Some filters may need to be installed before any amplification, while others should be installed directly before the receiving equipment.
A qualified installer should be able to suggest the best option for you.
Filters stop unwanted signals from radio amateurs and CB enthusiasts which can interfere with television and radio reception. Since many amateur transmissions are lower in frequency than television and FM signals, a high-pass filter can be fitted to the receiver to prevent the low frequency amateur signals from reaching it and causing problems. High-pass filters are a common component in what are known as ‘TVI' filters, sometimes called ‘TETRA' filters.

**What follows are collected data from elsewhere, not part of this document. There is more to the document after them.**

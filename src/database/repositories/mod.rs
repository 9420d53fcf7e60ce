/// Repository implementations
///
/// Callers depend on the `CoinRepository` trait, not on the file-backed type.

pub mod coin_repository;

pub use coin_repository::{CoinRepository, CoinsMutation, JsonFileCoinRepository};
use crate::cache::TtlCache;
use crate::dexscreener::error::FetchError;
use crate::dexscreener::source::{HttpPairSource, PairSource};
use crate::dexscreener::types::{select_best_pair, DexScreenerResponse, MarketData, SyncResult};
use crate::sync::config::{SyncConfig, HEALTH_PROBE_ADDRESS};
use chrono::Utc;
use std::collections::{HashMap, HashSet};
use std::sync::Arc;
use tokio::task::JoinSet;

/// Market data client
///
/// Wraps a [`PairSource`] with caching, retry with exponential backoff, pair
/// selection, and batched fan-out. Clones share the transport and the cache.
#[derive(Clone)]
pub struct DexScreenerClient {
    source: Arc<dyn PairSource>,
    cache: TtlCache<MarketData>,
    config: Arc<SyncConfig>,
}

impl DexScreenerClient {
    pub fn new(source: Arc<dyn PairSource>, config: SyncConfig) -> Self {
        Self {
            source,
            cache: TtlCache::new(),
            config: Arc::new(config),
        }
    }

    /// Client talking to the real DexScreener API
    pub fn from_config(config: SyncConfig) -> Result<Self, FetchError> {
        let source = HttpPairSource::new(&config)?;
        Ok(Self::new(Arc::new(source), config))
    }

    pub fn config(&self) -> &SyncConfig {
        &self.config
    }

    pub fn cache(&self) -> &TtlCache<MarketData> {
        &self.cache
    }

    fn cache_key(address: &str) -> String {
        format!("market-data:{}", address)
    }

    /// Fetch one token's market snapshot
    ///
    /// Never errors: every failure is folded into an unsuccessful `SyncResult`.
    pub async fn fetch_one(&self, address: &str) -> SyncResult {
        let key = Self::cache_key(address);

        if let Some(data) = self.cache.get(&key) {
            tracing::debug!("Using cached market data for {}", address);
            return SyncResult::ok(data);
        }

        match self.fetch_market_data(address).await {
            Ok(data) => {
                tracing::debug!(
                    "Fetched market data for {}: price={:?} liquidity={:?}",
                    address,
                    data.price,
                    data.liquidity
                );
                self.cache.set(key, data.clone(), self.config.cache_ttl());
                SyncResult::ok(data)
            }
            Err(e) => {
                tracing::warn!("Failed to fetch market data for {}: {}", address, e);
                SyncResult::failed(e.to_string())
            }
        }
    }

    async fn fetch_market_data(&self, address: &str) -> Result<MarketData, FetchError> {
        let response = self.fetch_with_retry(address).await?;
        let pairs = response.pairs.unwrap_or_default();
        let best = select_best_pair(&pairs).ok_or(FetchError::NoPairs)?;

        Ok(MarketData::from_pair(best, Utc::now()))
    }

    async fn fetch_with_retry(&self, address: &str) -> Result<DexScreenerResponse, FetchError> {
        let max_attempts = self.config.max_retries.max(1);
        let mut attempt = 1;

        loop {
            match self.source.fetch_pairs(address).await {
                Ok(response) => return Ok(response),
                Err(e) if e.is_transient() && attempt < max_attempts => {
                    let delay = self
                        .config
                        .retry_delay()
                        .saturating_mul(2u32.saturating_pow(attempt - 1));

                    tracing::warn!(
                        "DexScreener attempt {}/{} for {} failed: {}, retrying in {:?}",
                        attempt,
                        max_attempts,
                        address,
                        e,
                        delay
                    );

                    tokio::time::sleep(delay).await;
                    attempt += 1;
                }
                Err(e) => return Err(e),
            }
        }
    }

    /// Fetch many tokens in sequential batches of concurrent requests
    ///
    /// Duplicate addresses are fetched once. Batches are separated by the
    /// configured delay, with no delay after the last one.
    pub async fn fetch_many(&self, addresses: &[String]) -> HashMap<String, SyncResult> {
        let mut seen = HashSet::new();
        let unique: Vec<String> = addresses
            .iter()
            .filter(|a| seen.insert(a.as_str()))
            .cloned()
            .collect();

        let batch_size = self.config.batch_size.max(1);
        let batch_count = unique.len().div_ceil(batch_size);
        let mut results = HashMap::with_capacity(unique.len());

        for (index, batch) in unique.chunks(batch_size).enumerate() {
            tracing::debug!(
                "Fetching batch {}/{} ({} tokens)",
                index + 1,
                batch_count,
                batch.len()
            );

            let mut tasks = JoinSet::new();
            for address in batch {
                let client = self.clone();
                let address = address.clone();
                tasks.spawn(async move {
                    let result = client.fetch_one(&address).await;
                    (address, result)
                });
            }

            while let Some(joined) = tasks.join_next().await {
                match joined {
                    Ok((address, result)) => {
                        results.insert(address, result);
                    }
                    Err(e) => tracing::error!("Market data fetch task failed: {}", e),
                }
            }

            for address in batch {
                results
                    .entry(address.clone())
                    .or_insert_with(|| SyncResult::failed("Fetch task terminated unexpectedly"));
            }

            if index + 1 < batch_count {
                tokio::time::sleep(self.config.batch_delay()).await;
            }
        }

        results
    }

    /// Single-attempt upstream probe; bypasses the cache
    pub async fn check_health(&self) -> bool {
        match self.source.probe(HEALTH_PROBE_ADDRESS).await {
            Ok(()) => true,
            Err(e) => {
                tracing::error!("DexScreener health check failed: {}", e);
                false
            }
        }
    }
}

Band-pass filters are frequency specific, i.e. rejects any frequency lower than 30. You need to ensure you have the correct band-pass filter for your platform, as a television band-pass filter will not work on an FM tuner and vice versa.
Braid-breakers work by preventing low frequency signals from reaching television or FM equipment down the outside of the aerial cable. If you have several devices connected to your equipment, you may need to fit filters to the inputs of all of them.
Sometimes strong, amateur signals can interfere with audio equipment as well as television or radio. This usually happens because the loudspeaker wires or mains cables act as ‘aerials' and conduct the signals inside the case. You can wind a short section of the cable in question around a ferrite ring using a number of turns, and to do so as near to the hi-fi /television/radio as possible.
How do I know which one is right for me?
To avoid getting the wrong filter, it is advised you consult with a qualified installer.
The BBC cannot recommend individual Installers. The CAI (Confederation of Aerial Industries) is a recognised trade body which will be able to put you in touch with one of its members in your area.